Alternative medicine has earned more respect than skeptics credit them and the author mentions that 42 per cent of US hospitals offer some form of alternative therapies. Patient demand is cited as the reason for this shift from established custom. This is in turn emphasized by the widespread notion – even among educated people – that mainstream medicine offers unnatural remedies with intolerable side effects, while alternative medicine employ natural substances which are safe by corollary. Nothing can be more distant from the truth. Offit lists a number of natural products which are deadly toxins even in trace quantities. In fact, all therapies should be held to the same high standard of proof or we’ll continue to be hoodwinked by healers who ask us to believe in them rather than in the science that fails to support their claims. There is no such thing as conventional, or alternative, or complementary medicine. There’s only medicine that works and medicine that doesn’t. The best way to sort it out is by carefully evaluating scientific studies, and not by visiting Internet sites, reading magazine articles or simply talking to friends. Extensive clinical tests should be the sole basis for introducing or discarding a new drug. Of the 51000-odd nutritional supplements on the market, only four might be of some benefit proved by testing. Appeals on the long ancestry of alternative therapies like acupuncture and Ayurveda shall fool no one. The very fact that a system had stayed unchanged for millennia only proves its inadequacy to treat modern ailments.

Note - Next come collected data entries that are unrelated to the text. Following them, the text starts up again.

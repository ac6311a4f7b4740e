use crate::cluster::ClusterConfig;
use crate::error::Result;
use crate::secret_update;
use clap::Parser;
use secretsys_model::ExecutionContext;

/// Manage secrets in the cluster.
#[derive(Debug, Parser)]
pub(crate) struct Secret {
    #[clap(subcommand)]
    command: Command,
}

#[derive(Debug, Parser)]
enum Command {
    /// Update a secret from a file or STDIN as content.
    Update(secret_update::SecretUpdate),
}

impl Secret {
    pub(crate) async fn run(self, cluster: &ClusterConfig, ctx: &ExecutionContext) -> Result<()> {
        match self.command {
            Command::Update(update) => update.run(cluster, ctx).await,
        }
    }
}
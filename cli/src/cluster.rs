use crate::error::{self, Result};
use log::debug;
use secretsys_model::clients::SecretClient;
use snafu::ResultExt;
use std::path::PathBuf;

/// Where and how to reach the cluster. Built once from the global arguments.
#[derive(Debug, Clone)]
pub(crate) struct ClusterConfig {
    kubeconfig: Option<PathBuf>,
    namespace: String,
}

impl ClusterConfig {
    pub(crate) fn new(kubeconfig: Option<PathBuf>, namespace: String) -> Self {
        Self {
            kubeconfig,
            namespace,
        }
    }

    /// Create a secret client for the configured namespace.
    pub(crate) async fn client(&self) -> Result<SecretClient> {
        debug!("Connecting to the cluster, namespace '{}'", self.namespace);
        match &self.kubeconfig {
            Some(path) => SecretClient::new_from_kubeconfig_path(path, &self.namespace)
                .await
                .context(error::ClientSnafu {
                    what: format!("client from kubeconfig '{}'", path.display()),
                }),
            None => SecretClient::new(&self.namespace)
                .await
                .context(error::ClientSnafu {
                    what: "default client",
                }),
        }
    }
}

Endorsement by celebrities is another trick by which charlatans captivate people’s minds. Scientists renowned in their field of research sometimes side with dubious products. The book tells the case of Linus Pauling, who was the only person to win two unshared Nobel Prizes – for chemistry and peace. Unfortunately, at the height of his reputation, he turned an advocate of quackery. He believed that vitamin C is the antidote of many diseases from common cold to cancer. Advocates of the megavitamin industry advised astronomically huge dosages in the range of 18000 mg per day. But studies show intake of vitamins in large doses increases the risk of heart diseases and cancer. The bitter irony was that Pauling’s wife died of stomach cancer and Pauling himself suffered from prostate cancer and passed away as a result. Steve Jobs, the founder of Apple and one of the world’s leading innovators, was diagnosed with pancreatic cancer. His was a neuroendocrine tumour and had excellent chances of recovery with early surgery. But, Jobs was a man of strange beliefs and practices. He used acupuncture, herbal remedies, bowel cleansings and a special cancer diet of carrots and fruit juices for nine crucial months after diagnosis! By the time he agreed to surgery, time was definitely not on his side. The cancer had spread and the innovator died of a treatable disease.

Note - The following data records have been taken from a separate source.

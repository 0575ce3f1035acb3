use async_trait::async_trait;

use crate::stream::BoxedSource;

/// Result type for source lookups
pub type SourceResult<T> = Result<T, SourceError>;

/// Errors that can occur while resolving an item to a byte source
#[derive(Debug, thiserror::Error)]
pub enum SourceError {
    #[error("Item not found: {0}")]
    NotFound(String),

    #[error("Access denied: {0}")]
    AccessDenied(String),

    #[error("Item {0} holds no readable file")]
    Empty(String),

    #[error("Source storage is not configured: {0}")]
    NotConfigured(String),

    #[error("IO error: {0}")]
    Io(#[from] std::io::Error),
}

/// Resolves an item id to a readable byte source.
///
/// Callers are expected to have authorized the id already; providers only
/// guard against ids escaping their own namespace.
#[async_trait]
pub trait SourceProvider: Send + Sync {
    /// Open the byte source behind `item_id` for exclusive reading
    async fn open_source(&self, item_id: &str) -> SourceResult<BoxedSource>;
}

Quacks and shamans had always tried to sell their products to a gullible public. Statutes to regulate this trade began to be enforced by early twentieth century. This book contains an interesting narrative of the acts came into being in the US in spite of the hurdles put in its way. The Pure Food and Drug Act of 1906 made it mandatory for the manufacturers to list out the ingredients of each recipe. The Food, Drug and Cosmetics Act of 1938 required safety testing before drugs were sold. The Kefauver – Harris Amendment of 1961 to the 1938 act forced the manufacturers to show that drugs were not only safe but effective. However, legal control began to loosen thereafter. The Proxmire Amendment of 1974 took FDA out of pursuit of the megavitamin industry. The ace regulation that gave the food supplement industry free rein was the Dietary Supplement Health and Education Act of 1994. This statute so thoroughly defanged the FDA that the law was mockingly referred to as the Snake Oil Protection Act.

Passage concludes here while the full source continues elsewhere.